Technorati has started to aggregate and combine tags from feeds (it uses categories), Flickr and Del.icio.us. Here’s an example page: Technorati: Tag: humor. They support the rel=tag attribute. It’s brilliant.

Innovation around folksonomies is going fast, a lot of it driven I think by David Weinberger, who is writing a book about tagging and taxonomies and such, and is blogging about this stuff all the time, and happens to be on the board of Technorati. I’m excited - this is great stuff. I am also starting to experiment with tags on me-tv, a videoblog aggregator project of mine.

Saturday, January 15th, 2005

I’m helping out a bit on the IA of ourmedia.org, and I’m trying to come up with a list of common languages. These will be expanded later. It’s tricky - the list I finally came up with is just a list - WARNING: please don’t use this list for your project if you need common languages - it is fairly arbitrary.

It’s pretty hard to come up with a list of languages for a project like this. We want to allow anyone to upload stuff in any language, but we also wanted to have a short-ish list of languages (20 to 40) instead of just using the really long one (a decision that’s not necessarily the right one, but it was taken).

We didn’t have time to take into account which languages are producing more media that’s likely to be uploaded to ourmedia.org, or any factors like that. So this list is mostly based on the amount of speakers these languages have, with some preference for European languages (target audience in terms of computer access right now).

- Top 10 Common Languages by amount of native speakers
- The UN uses these main languages on their website: English, Arabic, Chinese, French, Russian, Spanish.

This is the list I came up with, alphabetically. Users can use this to indicate the language of their media, and other things, or choose another language.

Arabic
Bengali
Chinese
Dutch
English
French
German
Hindi
Italian
Japanese
Javanese
Korean
Marathi
Polish
Portuguese
Russian
Spanish
Tamil
Telugu
Turkish
Urdu
Vietnamese

Again, don’t just use this list if you need common languages. It’s very arbitrary and it took me less than an hour to put this together. I share it here as a starting point only.

Please leave comments!

Thursday, January 13th, 2005

I am in the middle of grading papers for the XTech 2005 Conference, and I am thinking about grading, categorizing and comparing. The important thing with grading is that you get a consistent approach - if I only give A’s to a few people, and someone else gives A’s to almost everyone, it’s not consistent. I think the XTech people average it out by manually comparing all the grades and comments.

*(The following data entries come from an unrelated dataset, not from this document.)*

/*
 * shae: analyse GPU shader ISA dumps.
 * Copyright (C) 2022  Ruifeng Xie
 *
 * This program is free software: you can redistribute it and/or modify
 * it under the terms of the GNU Affero General Public License as
 * published by the Free Software Foundation, either version 3 of the
 * License, or (at your option) any later version.
 *
 * This program is distributed in the hope that it will be useful,
 * but WITHOUT ANY WARRANTY; without even the implied warranty of
 * MERCHANTABILITY or FITNESS FOR A PARTICULAR PURPOSE.  See the
 * GNU Affero General Public License for more details.
 *
 * You should have received a copy of the GNU Affero General Public License
 * along with this program.  If not, see <https://www.gnu.org/licenses/>.
 */

//! Analyse GPU shader ISA dumps.
//!
//! Disassembly in one of several textual formats (see [`reader::IsaFormat`]) is read into
//! [`instr::Instruction`]s, partitioned into [`block::BasicBlock`]s, lowered to a
//! per-instruction control flow graph, and analysed for VGPR liveness. The [`report`] module
//! renders the results: control flow graphs in GraphViz format, register usage, and opcode
//! histograms.

#![warn(missing_docs)]

pub mod opcode;
pub mod reader;
pub mod instr;
pub mod block;
pub mod program;
pub mod analysis;
pub mod report;

#[cfg(feature = "cli")]
pub mod cli;

#[cfg(feature = "cli")]
pub use cli::Cli;

#[cfg(test)]
mod samples;

pub use opcode::{OpcodeMetadata, OpcodeTable};
pub use reader::IsaFormat;
pub use instr::Instruction;
pub use block::{BasicBlock, Blocks};
pub use program::{read_program, read_program_with};
pub use analysis::control_flow::InstrGraph;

When you grade or categorize, it is important to have something to compare to. The first thing I did when I started was to have a look at all the papers. In my head, I averaged them out, and then started grading. Similar effects happen with categorizing: it may be important to see how others have categorized this item, or what other items have been categorized using the categories you assigned to this item.

Excuse my rambling, but this reminds me of a story I read in the New York Times a long time ago, about the grading student papers and how the graders got trained. The challenge is to get a consistent grade, and the article made it sound as if they did have a good system to get that. Lots of training was involved, with example papers and grades, and regular refreshing of the training, to make sure graders were still following the standard. The article might have been called ” Grading This Article? First, Take Time to Learn the Rules”, but I’m not sure because the NYT doesn’t let you access old articles without paying up.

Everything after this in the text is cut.